Number of iterations is O(d^2 log^4 d + d log|log ε|) with high probability

Explicit set of starting points of size ~3.33d log^2 d for all degree d polynomials

Improves upon previous worst-case iteration bounds for Newton's method

Abstract

We investigate Newton's method for complex polynomials of arbitrary degree $d$, normalized so that all their roots are in the unit disk.
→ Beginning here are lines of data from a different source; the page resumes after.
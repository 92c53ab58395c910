//! Configuration loading and validation

use anyhow::{Context, Result};
use serde::Deserialize;
use std::collections::HashMap;
use std::path::{Path, PathBuf};
use std::time::Duration;

use crate::backend::registry::NetworkSelection;

/// Main configuration structure
#[derive(Debug, Clone, Deserialize)]
pub struct Config {
    #[serde(default)]
    pub storage: StorageConfig,
    pub sweep: SweepConfig,
    #[serde(default)]
    pub scan: ScanConfig,
    #[serde(default)]
    pub monitor: MonitorConfig,
    #[serde(default)]
    pub rpc: RpcConfig,
    #[serde(default)]
    pub health: HealthConfig,
    #[serde(default)]
    pub backends: BackendsConfig,
}

#[derive(Debug, Clone, Deserialize)]
pub struct StorageConfig {
    #[serde(default = "default_data_dir")]
    pub data_dir: String,
}

impl StorageConfig {
    pub fn health_path(&self) -> PathBuf {
        Path::new(&self.data_dir).join("health.json")
    }

    pub fn accounts_path(&self) -> PathBuf {
        Path::new(&self.data_dir).join("accounts.json")
    }

    pub fn transfers_path(&self) -> PathBuf {
        Path::new(&self.data_dir).join("transfers.json")
    }
}

impl Default for StorageConfig {
    fn default() -> Self {
        Self {
            data_dir: default_data_dir(),
        }
    }
}

#[derive(Debug, Clone, Deserialize)]
pub struct SweepConfig {
    /// Single sweep target for every account on every backend
    pub destination: String,
    /// Backend class enabled for newly imported accounts
    #[serde(default)]
    pub network: NetworkSelection,
    /// Compute sweeps but never sign or submit
    #[serde(default)]
    pub dry_run: bool,
}

#[derive(Debug, Clone, Deserialize)]
pub struct ScanConfig {
    #[serde(default = "default_batch_size")]
    pub batch_size: usize,
    #[serde(default = "default_max_concurrent")]
    pub max_concurrent: usize,
    #[serde(default = "default_batch_delay_ms")]
    pub batch_delay_ms: u64,
    #[serde(default = "default_probe_jitter_ms")]
    pub probe_jitter_ms: u64,
    /// Number of top-priority backends connected eagerly at startup
    #[serde(default = "default_warmup_backends")]
    pub warmup_backends: usize,
}

impl ScanConfig {
    pub fn batch_delay(&self) -> Duration {
        Duration::from_millis(self.batch_delay_ms)
    }

    pub fn probe_jitter(&self) -> Duration {
        Duration::from_millis(self.probe_jitter_ms)
    }
}

impl Default for ScanConfig {
    fn default() -> Self {
        Self {
            batch_size: default_batch_size(),
            max_concurrent: default_max_concurrent(),
            batch_delay_ms: default_batch_delay_ms(),
            probe_jitter_ms: default_probe_jitter_ms(),
            warmup_backends: default_warmup_backends(),
        }
    }
}

#[derive(Debug, Clone, Deserialize)]
pub struct MonitorConfig {
    #[serde(default = "default_interval_secs")]
    pub interval_secs: u64,
}

impl MonitorConfig {
    pub fn interval(&self) -> Duration {
        Duration::from_secs(self.interval_secs)
    }
}

impl Default for MonitorConfig {
    fn default() -> Self {
        Self {
            interval_secs: default_interval_secs(),
        }
    }
}

#[derive(Debug, Clone, Deserialize)]
pub struct RpcConfig {
    #[serde(default = "default_connect_timeout_ms")]
    pub connect_timeout_ms: u64,
    #[serde(default = "default_read_timeout_ms")]
    pub read_timeout_ms: u64,
    #[serde(default = "default_liveness_timeout_ms")]
    pub liveness_timeout_ms: u64,
    #[serde(default = "default_probe_timeout_ms")]
    pub probe_timeout_ms: u64,
    #[serde(default = "default_probe_attempts")]
    pub probe_attempts: u32,
    #[serde(default = "default_balance_attempts")]
    pub balance_attempts: u32,
    #[serde(default = "default_send_timeout_ms")]
    pub send_timeout_ms: u64,
    #[serde(default = "default_retry_step_ms")]
    pub retry_step_ms: u64,
}

impl RpcConfig {
    pub fn connect_timeout(&self) -> Duration {
        Duration::from_millis(self.connect_timeout_ms)
    }

    pub fn read_timeout(&self) -> Duration {
        Duration::from_millis(self.read_timeout_ms)
    }

    pub fn liveness_timeout(&self) -> Duration {
        Duration::from_millis(self.liveness_timeout_ms)
    }

    pub fn probe_timeout(&self) -> Duration {
        Duration::from_millis(self.probe_timeout_ms)
    }

    pub fn send_timeout(&self) -> Duration {
        Duration::from_millis(self.send_timeout_ms)
    }

    pub fn retry_step(&self) -> Duration {
        Duration::from_millis(self.retry_step_ms)
    }
}

impl Default for RpcConfig {
    fn default() -> Self {
        Self {
            connect_timeout_ms: default_connect_timeout_ms(),
            read_timeout_ms: default_read_timeout_ms(),
            liveness_timeout_ms: default_liveness_timeout_ms(),
            probe_timeout_ms: default_probe_timeout_ms(),
            probe_attempts: default_probe_attempts(),
            balance_attempts: default_balance_attempts(),
            send_timeout_ms: default_send_timeout_ms(),
            retry_step_ms: default_retry_step_ms(),
        }
    }
}

#[derive(Debug, Clone, Deserialize)]
pub struct HealthConfig {
    /// Consecutive errors after which a backend is suspended
    #[serde(default = "default_error_threshold")]
    pub error_threshold: u32,
    /// Every Nth attempt on a suspended backend is let through as a recovery probe
    #[serde(default = "default_recovery_every")]
    pub recovery_every: u64,
    /// Consecutive transient errors logged at warn before dropping to debug
    #[serde(default = "default_log_repeat_limit")]
    pub log_repeat_limit: u32,
}

impl Default for HealthConfig {
    fn default() -> Self {
        Self {
            error_threshold: default_error_threshold(),
            recovery_every: default_recovery_every(),
            log_repeat_limit: default_log_repeat_limit(),
        }
    }
}

#[derive(Debug, Clone, Default, Deserialize)]
pub struct BackendsConfig {
    /// Backend id -> replacement endpoint URL
    #[serde(default)]
    pub overrides: HashMap<String, String>,
    /// Backend ids removed from the registry entirely
    #[serde(default)]
    pub disabled: Vec<String>,
}

fn default_data_dir() -> String {
    "data".to_string()
}

fn default_batch_size() -> usize {
    10
}

fn default_max_concurrent() -> usize {
    2
}

fn default_batch_delay_ms() -> u64 {
    1000
}

fn default_probe_jitter_ms() -> u64 {
    200
}

fn default_warmup_backends() -> usize {
    10
}

fn default_interval_secs() -> u64 {
    60
}

fn default_connect_timeout_ms() -> u64 {
    5000
}

fn default_read_timeout_ms() -> u64 {
    10_000
}

fn default_liveness_timeout_ms() -> u64 {
    6000
}

fn default_probe_timeout_ms() -> u64 {
    8000
}

fn default_probe_attempts() -> u32 {
    3
}

fn default_balance_attempts() -> u32 {
    2
}

fn default_send_timeout_ms() -> u64 {
    15_000
}

fn default_retry_step_ms() -> u64 {
    500
}

fn default_error_threshold() -> u32 {
    5
}

fn default_recovery_every() -> u64 {
    10
}

fn default_log_repeat_limit() -> u32 {
    3
}

impl Config {
    /// Load configuration from file and environment variables
    pub fn load<P: AsRef<Path>>(path: P) -> Result<Self> {
        let path = path.as_ref();

        let settings = config::Config::builder()
            // Start with defaults
            .set_default("storage.data_dir", default_data_dir())?
            .set_default("monitor.interval_secs", default_interval_secs() as i64)?
            .set_default("scan.batch_size", default_batch_size() as i64)?
            .set_default("scan.max_concurrent", default_max_concurrent() as i64)?
            // Load from file if exists
            .add_source(config::File::from(path).required(false))
            // Override with environment variables, e.g. SWEEPER_SWEEP__DESTINATION
            .add_source(
                config::Environment::with_prefix("SWEEPER")
                    .prefix_separator("_")
                    .separator("__")
                    .try_parsing(true),
            )
            .build()
            .context("Failed to build configuration")?;

        let config: Config = settings
            .try_deserialize()
            .context("Failed to deserialize configuration")?;

        // Validate configuration
        config.validate()?;

        Ok(config)
    }

    /// Validate configuration values
    pub fn validate(&self) -> Result<()> {
        self.destination_address()?;

        if self.scan.batch_size == 0 {
            anyhow::bail!("scan.batch_size must be at least 1");
        }

        if self.scan.max_concurrent == 0 {
            anyhow::bail!("scan.max_concurrent must be at least 1");
        }

        if self.rpc.probe_attempts == 0 || self.rpc.balance_attempts == 0 {
            anyhow::bail!("rpc.probe_attempts and rpc.balance_attempts must be at least 1");
        }

        if self.monitor.interval_secs == 0 {
            anyhow::bail!("monitor.interval_secs must be at least 1");
        }

        if self.health.error_threshold == 0 {
            anyhow::bail!("health.error_threshold must be at least 1");
        }

        if self.health.recovery_every == 0 {
            anyhow::bail!("health.recovery_every must be at least 1");
        }

        for (id, endpoint) in &self.backends.overrides {
            url::Url::parse(endpoint)
                .with_context(|| format!("Invalid override URL for backend {}: {}", id, endpoint))?;
        }

        if self.sweep.dry_run {
            tracing::warn!("sweep.dry_run is enabled - balances are reported but never swept");
        }

        Ok(())
    }

    /// Parsed sweep destination
    pub fn destination_address(&self) -> Result<alloy::primitives::Address> {
        self.sweep
            .destination
            .trim()
            .parse()
            .with_context(|| format!("Invalid sweep.destination: {}", self.sweep.destination))
    }

    /// Get masked configuration for display (hide secrets)
    pub fn masked_display(&self) -> String {
        let overrides: Vec<String> = self
            .backends
            .overrides
            .iter()
            .map(|(id, endpoint)| format!("{}={}", id, mask_url(endpoint)))
            .collect();

        format!(
            r#"Configuration:
  Storage:
    data_dir: {}
  Sweep:
    destination: {}
    network: {}
    dry_run: {}
  Scan:
    batch_size: {}
    max_concurrent: {}
    batch_delay: {}ms
    probe_jitter: {}ms
    warmup_backends: {}
  Monitor:
    interval: {:?}
  RPC:
    connect/read timeout: {}ms/{}ms
    probe timeout: {}ms x{}
    send timeout: {}ms
  Health:
    error_threshold: {}
    recovery_every: {}
  Backends:
    overrides: {:?}
    disabled: {:?}
"#,
            self.storage.data_dir,
            self.sweep.destination,
            self.sweep.network,
            self.sweep.dry_run,
            self.scan.batch_size,
            self.scan.max_concurrent,
            self.scan.batch_delay_ms,
            self.scan.probe_jitter_ms,
            self.scan.warmup_backends,
            self.monitor.interval(),
            self.rpc.connect_timeout_ms,
            self.rpc.read_timeout_ms,
            self.rpc.probe_timeout_ms,
            self.rpc.probe_attempts,
            self.rpc.send_timeout_ms,
            self.health.error_threshold,
            self.health.recovery_every,
            overrides,
            self.backends.disabled,
        )
    }
}

/// Mask URL for display (hide API keys in query params)
pub fn mask_url(url: &str) -> String {
    if let Some(idx) = url.find('?') {
        format!("{}?***", &url[..idx])
    } else {
        url.to_string()
    }
}

impl Default for Config {
    fn default() -> Self {
        Self {
            storage: StorageConfig::default(),
            sweep: SweepConfig {
                destination: String::new(),
                network: NetworkSelection::default(),
                dry_run: false,
            },
            scan: ScanConfig::default(),
            monitor: MonitorConfig::default(),
            rpc: RpcConfig::default(),
            health: HealthConfig::default(),
            backends: BackendsConfig::default(),
        }
    }
}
For each degree $d$, we give an explicit set $\mathcal{S}_d$ of $3.33d\log^2 d(1 + o(1))$ points with the following universal property: for every normalized polynomial of degree $d$ there are $d$ starting points in $\mathcal{S}_d$ whose Newton iterations find all the roots with a low number of iterations: if the roots are uniformly and independently distributed, we show that with probability at least $1-2/d$ the number of iterations for these $d$ starting points to reach all roots with precision $\varepsilon$ is $O(d^2\log^4 d + d\log|\log \varepsilon|)$. This is an improvement of an earlier result in \cite{Schleicher}, where the number of iterations is shown to be $O(d^4\log^2 d + d^3\log^2d|\log \varepsilon|)$ in the worst case (allowing multiple roots) and $O(d^3\log^2 d(\log d + \log \delta) + d\log|\log \varepsilon|)$ for well-separated (so-called $\delta$-separated) roots. Our result is almost optimal for this kind of starting points in the sense that the number of iterations can never be smaller than $O(d^2)$ for fixed $\varepsilon$.